Acquisition of Sanofis CTRM Business
On May 30, 2014, we completed the acquisition of the Cell Therapy and Regenerative Medicine (CTRM) business of Sanofi, a French société anonyme (Sanofi), certain assets, including all of the outstanding equity interests of Genzyme Biosurgery ApS (Genzyme Denmark or the Danish subsidiary) (now known as Vericel Denmark ApS), a wholly-owned subsidiary of Sanofi and over 250 patents and patent applications of Sanofi and certain of its subsidiaries and assumed certain liabilities for purposes of acquiring a portion of the CTRM business, which researches, develops, manufactures, markets and sells Carticel, MACI and Epicel (the CTRM Transaction). In consideration for the acquisition of the CTRM business, we paid a total purchase price of approximately $6.5 million, as follows: (a) $4 million was paid in cash on the closing date of the CTRM Transaction, and (b) a $2.5 million promissory note which was paid on July 30, 2014.
Manufacturing
We acquired two cell-manufacturing facilities as part of the acquisition of the CTRM business in Cambridge, Massachusetts and Copenhagen, Denmark. The Cambridge facility, which is approved by the U.S. Food and Drug Administration (FDA), is used for U.S. manufacturing and distribution of Carticel, Epicel manufacturing and also manufactured MACI for the SUMMIT study conducted for approval in Europe. The Copenhagen manufacturing facility, which was approved by the Danish Medicines Agency (DKMA), was responsible for MACI manufacturing and distribution in Europe. As part of a June 2014 restructuring, we discontinued MACI manufacturing at the Copenhagen manufacturing facility. Going forward, we expect that any clinical and commercial production of MACI will occur at our Cambridge facility.

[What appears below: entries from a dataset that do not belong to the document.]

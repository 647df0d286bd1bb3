//! Mercator console entry point.
//!
//! Loads the configuration, prints the banner, and runs the line editor over
//! a root scope from which the `binance` and `shopify` scopes are entered.

mod banner;
mod repl;

use std::io;
use std::rc::Rc;

use anyhow::Result;

use mercator_exchange::BinanceScopeFactory;
use mercator_shopify::ShopifyScopeFactory;
use mercator_terminal::{Environment, ScopeFactory, root_scope};
use mercator_types::config::MercatorConfig;

fn main() -> Result<()> {
    env_logger::Builder::from_env(env_logger::Env::default().default_filter_or("warn")).init();

    let config = MercatorConfig::load()?;
    log::info!("Starting {} console", config.title);

    if config.banner {
        banner::print(&mut io::stdout())?;
    }

    let factories: Vec<Rc<dyn ScopeFactory>> = vec![
        Rc::new(BinanceScopeFactory::new(config.binance.clone())),
        Rc::new(ShopifyScopeFactory::new(config.shopify.clone())),
    ];
    let root = root_scope(&config.title, factories)?;
    repl::run(Environment::new(root.boxed()))?;

    log::info!("Console closed");
    Ok(())
}
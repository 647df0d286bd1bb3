//! Position and arbitrage arithmetic behind the calculator commands.

use std::cmp::Ordering;

use mercator_types::error::{MercatorError, Result};

use crate::client::Balance;

/// Differences below this percentage are not worth trading.
pub const OPPORTUNITY_THRESHOLD_PCT: f64 = 1.0;

/// Which side of a triangular comparison is cheaper.
#[derive(Debug, Clone, Copy, PartialEq, Eq)]
pub enum Advice {
    NoOpportunity,
    /// The two-leg route is cheaper: buy through the legs, sell the market.
    BuyThroughLegs,
    /// The direct market is cheaper: buy it, sell through the legs.
    BuyDirect,
}

#[derive(Debug, Clone, Copy, PartialEq)]
pub struct Comparison {
    pub converted: f64,
    pub difference: f64,
    pub percent: f64,
    pub advice: Advice,
}

/// Compare a direct market price with the product of two leg prices.
pub fn compare(market: f64, leg1: f64, leg2: f64) -> Comparison {
    let converted = leg1 * leg2;
    let difference = (converted - market).abs();
    let percent = difference / market * 100.0;
    let advice = if percent < OPPORTUNITY_THRESHOLD_PCT {
        Advice::NoOpportunity
    } else if converted < market {
        Advice::BuyThroughLegs
    } else {
        Advice::BuyDirect
    };
    Comparison {
        converted,
        difference,
        percent,
        advice,
    }
}

/// Rejects zero and negative prices with the user-facing messages.
pub fn check_price(price: f64) -> Result<()> {
    match price.partial_cmp(&0.0) {
        Some(Ordering::Greater) => Ok(()),
        Some(Ordering::Equal) => Err(MercatorError::failed("current price is 0.0")),
        _ => Err(MercatorError::failed("price must be positive")),
    }
}

/// Shares bought by `investment` at `price`.
pub fn shares(investment: f64, price: f64) -> Result<f64> {
    check_price(price)?;
    Ok(investment / price)
}

#[derive(Debug, Clone, Copy, PartialEq)]
pub struct RiskPlan {
    pub shares: f64,
    /// Loss if the stop is hit.
    pub risk: f64,
    /// Gain if the target is reached.
    pub earnings: f64,
    /// Exit price giving `ratio` times the risk.
    pub target: f64,
}

pub fn risk(investment: f64, entry: f64, stop: f64, ratio: f64) -> Result<RiskPlan> {
    if entry <= 0.0 {
        return Err(MercatorError::failed("entry price is required"));
    }
    if stop <= 0.0 {
        return Err(MercatorError::failed("stop price is required"));
    }
    if stop >= entry {
        return Err(MercatorError::failed(
            "stop price must be less than entry price",
        ));
    }
    if ratio <= 0.0 {
        return Err(MercatorError::failed(
            "risk/reward ratio must be greater than 0",
        ));
    }
    let shares = investment / entry;
    let spread = entry - stop;
    Ok(RiskPlan {
        shares,
        risk: shares * spread,
        earnings: shares * spread * ratio,
        target: entry + spread * ratio,
    })
}

/// Non-empty balances, largest total first.
pub fn ranked_balances(balances: &[Balance]) -> Result<Vec<(&Balance, f64)>> {
    let mut ranked = Vec::new();
    for balance in balances {
        let total = balance.total()?;
        if total > 0.0 {
            ranked.push((balance, total));
        }
    }
    ranked.sort_by(|a, b| b.1.partial_cmp(&a.1).unwrap_or(Ordering::Equal));
    Ok(ranked)
}

#[cfg(test)]
mod tests {
    use super::*;

    fn balance(asset: &str, free: &str, locked: &str) -> Balance {
        Balance {
            asset: asset.into(),
            free: free.into(),
            locked: locked.into(),
        }
    }

    #[test]
    fn compare_below_threshold() {
        let c = compare(3000.0, 0.05, 60_000.0);
        assert!((c.converted - 3000.0).abs() < 1e-9);
        assert!(c.difference < 1e-9);
        assert_eq!(c.advice, Advice::NoOpportunity);
    }

    #[test]
    fn compare_legs_cheaper() {
        let c = compare(3000.0, 0.049, 60_000.0);
        assert!((c.converted - 2940.0).abs() < 1e-9);
        assert!((c.percent - 2.0).abs() < 1e-9);
        assert_eq!(c.advice, Advice::BuyThroughLegs);
    }

    #[test]
    fn compare_direct_cheaper() {
        let c = compare(3000.0, 0.051, 60_000.0);
        assert_eq!(c.advice, Advice::BuyDirect);
    }

    #[test]
    fn shares_division() {
        assert_eq!(shares(100.0, 4.0).unwrap(), 25.0);
        assert_eq!(
            format!("{}", shares(100.0, 0.0).unwrap_err()),
            "current price is 0.0"
        );
        assert_eq!(
            format!("{}", shares(100.0, -1.0).unwrap_err()),
            "price must be positive"
        );
    }

    #[test]
    fn risk_plan() {
        let plan = risk(1000.0, 10.0, 8.0, 2.0).unwrap();
        assert_eq!(plan.shares, 100.0);
        assert_eq!(plan.risk, 200.0);
        assert_eq!(plan.earnings, 400.0);
        assert_eq!(plan.target, 14.0);
    }

    #[test]
    fn risk_validation_order() {
        let msg = |r: Result<RiskPlan>| format!("{}", r.unwrap_err());
        assert_eq!(msg(risk(1.0, 0.0, 1.0, 2.0)), "entry price is required");
        assert_eq!(msg(risk(1.0, 10.0, 0.0, 2.0)), "stop price is required");
        assert_eq!(
            msg(risk(1.0, 10.0, 10.0, 2.0)),
            "stop price must be less than entry price"
        );
        assert_eq!(
            msg(risk(1.0, 10.0, 5.0, 0.0)),
            "risk/reward ratio must be greater than 0"
        );
    }

    #[test]
    fn balances_ranked_and_filtered() {
        let balances = vec![
            balance("LTC", "0.0", "0.0"),
            balance("BTC", "0.5", "0.5"),
            balance("ETH", "2.0", "0.0"),
        ];
        let ranked = ranked_balances(&balances).unwrap();
        let assets: Vec<&str> = ranked.iter().map(|(b, _)| b.asset.as_str()).collect();
        assert_eq!(assets, vec!["ETH", "BTC"]);
        assert_eq!(ranked[1].1, 1.0);
    }
}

We also operate a centralized cell manufacturing facility in Ann Arbor, Michigan. The facility supports the current ixCELL-DCM clinical trial being conducted in the United States and Canada and we believe we have sufficient capacity, with minor modifications, to supply our early commercialization requirements.
Product Portfolio
Our approved and marketed products were acquired through the CTRM Transaction and include three approved autologous cell therapy products, each of which are further described below: Carticel (autologous cultured chondrocytes), a first-generation product for autologous chondrocyte implantation (ACI) currently marketed in the U.S., MACI (matrix-applied characterized autologous cultured chondrocytes), a third-generation ACI product, and Epicel (cultured epidermal autografts), a permanent skin replacement for full thickness burns greater than or equal to 30% of total body surface area. Our product candidate portfolio also includes ixmyelocel-T, a patient-specific multicellular therapy currently in development for the treatment of advanced heart failure due to ischemic dilated cardiomyopathy (DCM).
Carticel
Carticel, a first-generation ACI product for the treatment and repair of cartilage defects in the knee, is the first and only FDA-approved autologous cartilage repair product. Carticel is indicated for the repair of symptomatic cartilage defects of the femoral condyle (medial, lateral or trochlea) caused by acute or repetitive trauma, in patients who have had an inadequate response to a prior arthroscopic or other surgical repair procedure such as debridement, microfracture, drilling/abrasion arthroplasty, or osteochondral allograft/autograft. Carticel received a Biologics License Application (BLA) approval in 1997 and is currently marketed in the U.S. It is generally used on patients with larger lesions (greater than 3 cm2).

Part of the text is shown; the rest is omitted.